Chapter 43
“Jess, can you hear me? I wish you would or could just snap out of it.” Carly put her arms around him but Jess’s limp body did not waver or so much as twitch. There was a tiny amount of stubble on his chin and little more pronounced hair on his upper lip in the makings if a moustache, but even at 17, he had only been shaving about once a week.
“It’s not fair,” said Carly. She looked at the window, early December, dark dreary, high 30-degree weather. Christmas would be coming soon but for the first time in her life, she wasn’t looking forward to it. In his little window, she could see a cold rain misting in the parking lot. She had saved the music from her special CD to her computer and then transferred it to her IPod. “It’s Raining” was playing in her ears by The Detroit Cobras, she sang the first few phrases and then burst into tears.
Was it too much to ask for?
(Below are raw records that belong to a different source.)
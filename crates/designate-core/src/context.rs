//! Template rendering context

use serde::{Deserialize, Serialize};

use crate::deployment::DeploymentArgs;
use crate::entry::{Application, Environment, Tags};

/// Contexts available to a values template
#[derive(Debug, Clone, PartialEq, Eq, Serialize, Deserialize)]
pub struct RenderContext {
    /// The app being deployed
    pub app: AppInfo,

    /// Deployment arguments
    pub deployment: DeploymentArgs,

    /// The resolved environment
    pub environment: EnvironmentInfo,
}

/// App information for templates
#[derive(Debug, Clone, PartialEq, Eq, Serialize, Deserialize)]
pub struct AppInfo {
    pub name: String,
    pub tags: Tags,
}

impl From<&Application> for AppInfo {
    fn from(app: &Application) -> Self {
        Self {
            name: app.name.clone(),
            tags: app.tags.clone(),
        }
    }
}

/// Environment information for templates.
///
/// Has no endpoint field: the Spinnaker URL never reaches rendered values.
#[derive(Debug, Clone, PartialEq, Eq, Serialize, Deserialize)]
pub struct EnvironmentInfo {
    pub name: String,
    pub environment: String,
    pub tags: Tags,
    pub domain: String,
}

impl From<&Environment> for EnvironmentInfo {
    fn from(environment: &Environment) -> Self {
        Self {
            name: environment.name.clone(),
            environment: environment.environment_name.clone(),
            tags: environment.tags.clone(),
            domain: environment.domain.clone(),
        }
    }
}

impl RenderContext {
    pub fn new(app: &Application, args: &DeploymentArgs, environment: &Environment) -> Self {
        Self {
            app: AppInfo::from(app),
            deployment: args.clone(),
            environment: EnvironmentInfo::from(environment),
        }
    }
}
To have him whole again as a boy or man? In true flesh and blood? Breathing on his own and speaking to her? Flashing that shy grin, holding her hand, squeezing her buttocks, and copping a little breast feel?
“Damn it,” Carly said aloud. “I want him back. We were going to go to school together, I’m sure of it. There will be no other beside you Jess. Never, that much I promise, as long as there’s any hope at all. Come back to me Jess. Take me out to the lake again. Let’s go for a drive, a picnic, sometime in the bedroom with your music playing. God I miss you Jess, come back to me, please.” By Christmas time, he would not awaken and was relocated to Ann Arbor, and not too long afterward, he would disappear.
“Detroit’s so bad this year they might lose their bye week.”